- Born: February 23, 1955 (age 71)
- Allegiance: Saudi Arabia
- Branch: Saudi Arabian Border Guards
- Service years: 1973–2020
- Rank: Vice Admiral
- Awards: 1st Class King Faisal Medal

= Awwad Eid Al-Aradi Al-Balawi =

Saudi Arabian Vice Admiral (b. 1955)

Vice Admiral (rtd) Awwad Eid Al-Aradi Al-Balawi (عواد بن عيد العرادي البلوي), the Director General of Saudi Arabian Border Guards till 20 Aug. 2020 and appointed as a member of the Shura Council on 2nd Sep. 2024. He was the chairman and the head of the scientific Committee of the 1st International Symposium for the safety and security of land and maritime borders in Jeddah. He was a member of the delegate of the Kingdom of Saudi Arabia to the International Maritime Organization IMO and represent the Kingdom as a Member of the Council and in the General Assembly of IMO. Vice Adm. Al-Balawi chaired several high-level meetings for the signatory states of Djibouti Code of Conduct which resulted in the adoption of Jeddah Amendments in 2017  as the Code was reviewed and expanded to include combating piracy and armed robbery of ships as well as illegal maritime activities in the western Indian Ocean and Gulf of Aden.

He chaired the Permanent Committee to Manage Maritime Disasters.

== Early life and career ==
Vice Admiral Al-Aradi obtained Master of Science in Maritime Management from WMU, Sweden (GMAI 1988). He graduated from Pakistan Naval Academy, Karachi.

- Commander of The Security Unit of King Abdul Aziz seaport
- Director of Military Operations Dept. in the Eastern Region
- Director of the General Directorate of Maritime logistics Support in Maritime Affairs – Riyadh
- Assistant Director General for Maritime Affairs
- Deputy Director General of Border Guard
- Director General of Border Guard (Appointed on 19 Aug 2014)
- Promoted to vice admiral (14 July 2016)

He was appointed as the chairman of the first International Symposium on Land and Maritime Border Security and Safety in Jeddah and the Chairman of the Scientific Committee. Vice Admiral Al-Balawi is the delegate of Saudi Arabia to the International Maritime Organisation (IMO) and is a part of the council and the board. He has chaired several high-level meetings of signatories resulting in ‘Jeddah Amendment to Djibouti Code of Conduct 2017, and revisions of the code of conduct for the repression of piracy, armed robbery against ships and illicit maritime activity in the western Indian Ocean and the Gulf of Aden Area. He has also been the chairman of standing committee for the management of maritime disasters.

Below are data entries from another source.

use chrono::Local;
use clap::{Parser, ValueEnum};
use farmcall::memory::{InMemoryPubSub, LoopbackNegotiator, SimulatedDevices};
use farmcall::records::LogRecordSink;
use farmcall::{CallConfig, CallDependencies, CallKind, CallSessionRegistry, UserId};
use log::{info, warn};
use std::sync::Arc;
use std::time::Duration;

// Runs a complete two-party call inside one process: both users get their own
// registry, wired together through an in-memory pub/sub bus and loopback
// peer connections.
//
// Usage:
//   cargo run --bin call_demo                                  # voice call, accepted
//   cargo run --bin call_demo -- --video --talk-secs 5
//   cargo run --bin call_demo -- --callee-action reject
//   cargo run --bin call_demo -- --callee-action ignore --ring-timeout-secs 3

#[derive(Debug, Clone, Copy, PartialEq, Eq, ValueEnum)]
enum CalleeAction {
    Accept,
    Reject,
    Ignore,
}

#[derive(Debug, Parser)]
#[command(name = "call_demo", about = "Place a call between two local users")]
struct Args {
    /// Who places the call.
    #[arg(long, default_value = "grower")]
    caller: String,

    /// Who receives it.
    #[arg(long, default_value = "advisor")]
    callee: String,

    /// Make a video call instead of a voice call.
    #[arg(long)]
    video: bool,

    /// What the callee does when the call comes in.
    #[arg(long, value_enum, default_value_t = CalleeAction::Accept)]
    callee_action: CalleeAction,

    /// Seconds the caller waits for an answer.
    #[arg(long, default_value_t = 45)]
    ring_timeout_secs: u64,

    /// Seconds to stay connected before the caller hangs up.
    #[arg(long, default_value_t = 3)]
    talk_secs: u64,

    /// Deny the caller's camera permission.
    #[arg(long)]
    deny_camera: bool,
}

fn main() -> anyhow::Result<()> {
    let args = Args::parse();

    env_logger::Builder::from_env(env_logger::Env::default().default_filter_or("info"))
        .format(|buf, record| {
            use std::io::Write;
            writeln!(
                buf,
                "{} [{:<5}] [{}] - {}",
                Local::now().format("%H:%M:%S"),
                record.level(),
                record.target(),
                record.args()
            )
        })
        .init();

    let rt = tokio::runtime::Builder::new_multi_thread()
        .enable_all()
        .build()?;
    rt.block_on(run(args))
}

async fn run(args: Args) -> anyhow::Result<()> {
    let pubsub = Arc::new(InMemoryPubSub::new());
    let negotiator = Arc::new(LoopbackNegotiator::new());
    let config =
        CallConfig::default().with_ring_timeout(Duration::from_secs(args.ring_timeout_secs));

    let caller_devices = Arc::new(if args.deny_camera {
        SimulatedDevices::new().deny_camera()
    } else {
        SimulatedDevices::new()
    });
    let callee_devices = Arc::new(SimulatedDevices::new());

    let caller = CallSessionRegistry::start(
        UserId::new(args.caller.as_str()),
        config.clone(),
        CallDependencies {
            pubsub: pubsub.clone(),
            negotiator: negotiator.clone(),
            devices: caller_devices.clone(),
            records: Arc::new(LogRecordSink),
        },
    )
    .await?;
    let callee = CallSessionRegistry::start(
        UserId::new(args.callee.as_str()),
        config,
        CallDependencies {
            pubsub: pubsub.clone(),
            negotiator,
            devices: callee_devices.clone(),
            records: Arc::new(LogRecordSink),
        },
    )
    .await?;

    let answering = spawn_callee(callee.clone(), args.callee_action);

    let mut ended = caller.events().call_ended.subscribe();
    let mut streams = caller.events().remote_stream.subscribe();
    let mut ticks = caller.events().duration.subscribe();

    let kind = if args.video {
        CallKind::Video
    } else {
        CallKind::Voice
    };
    let identity = caller.initiate(UserId::new(args.callee.as_str()), kind).await?;
    info!(target: "Demo", "Calling {} ({kind}), call id {}", identity.callee_id, identity.call_id);

    let early_end = tokio::select! {
        end = ended.recv() => Some(end?),
        stream = streams.recv() => {
            info!(target: "Demo", "Receiving remote stream {}", stream?.stream.id);
            None
        }
    };

    let end = match early_end {
        Some(end) => end,
        None => {
            let talk = tokio::time::sleep(Duration::from_secs(args.talk_secs));
            tokio::pin!(talk);
            let mut hung_up = false;
            loop {
                tokio::select! {
                    _ = &mut talk, if !hung_up => {
                        hung_up = true;
                        info!(target: "Demo", "Hanging up after {}s", args.talk_secs);
                        caller.hang_up(&identity.call_id).await?;
                    }
                    tick = ticks.recv() => {
                        if let Ok(tick) = tick {
                            info!(target: "Demo", "On the call for {}s", tick.secs);
                        }
                    }
                    end = ended.recv() => break end?,
                }
            }
        }
    };

    match end.duration_secs {
        Some(secs) => info!(target: "Demo", "Call ended ({:?}) after {secs}s", end.reason),
        None => info!(target: "Demo", "Call ended ({:?}) without connecting", end.reason),
    }

    caller.shutdown().await;
    callee.shutdown().await;
    answering.abort();
    // Let queued record writes land before the runtime goes away.
    tokio::time::sleep(Duration::from_millis(100)).await;

    info!(
        target: "Demo",
        "Caller devices: {} acquired, {} released. Callee devices: {} acquired, {} released.",
        caller_devices.acquire_count(),
        caller_devices.release_count(),
        callee_devices.acquire_count(),
        callee_devices.release_count()
    );
    Ok(())
}

fn spawn_callee(
    registry: Arc<CallSessionRegistry>,
    action: CalleeAction,
) -> tokio::task::JoinHandle<()> {
    let mut incoming = registry.events().incoming_call.subscribe();
    tokio::spawn(async move {
        while let Ok(call) = incoming.recv().await {
            let identity = &call.identity;
            info!(
                target: "Demo",
                "{} sees an incoming {} call from {}",
                identity.callee_id, identity.kind, identity.caller_id
            );
            let result = match action {
                CalleeAction::Accept => registry.accept(&identity.call_id).await,
                CalleeAction::Reject => registry.reject(&identity.call_id).await,
                CalleeAction::Ignore => {
                    info!(target: "Demo", "{} lets it ring", identity.callee_id);
                    Ok(())
                }
            };
            if let Err(e) = result {
                warn!(target: "Demo", "Callee could not {action:?}: {e}");
            }
        }
    })
}
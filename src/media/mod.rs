//! Media capabilities used by a call session.
//!
//! - [`adapter`]: the peer-to-peer negotiation primitive (offer/answer,
//!   candidates, remote tracks).
//! - [`local`]: local capture devices and their tracks.

pub mod adapter;
pub mod local;

pub use adapter::{
    MediaEvent, MediaEventSink, MediaNegotiator, MediaSessionAdapter, PeerSession, StreamHandle,
};
pub use local::{DeviceError, LocalMediaManager, MediaDevices, TrackHandle, TrackKind, TrackSet};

== Honour and recognition ==

- The award of Excellence in the domain of Border Security and Safety at the National Security Middle East Conference held in Abu Dhabi-UAE(28-29 August 2016)
- Awarded the rank and dignity of knight of the National order of June from Djiboutian Prime Minister Abdulkader Kamil Mohamed for his outstanding service and assistance given to Djiboutian Coast Guard and support to DCoC's signatory states.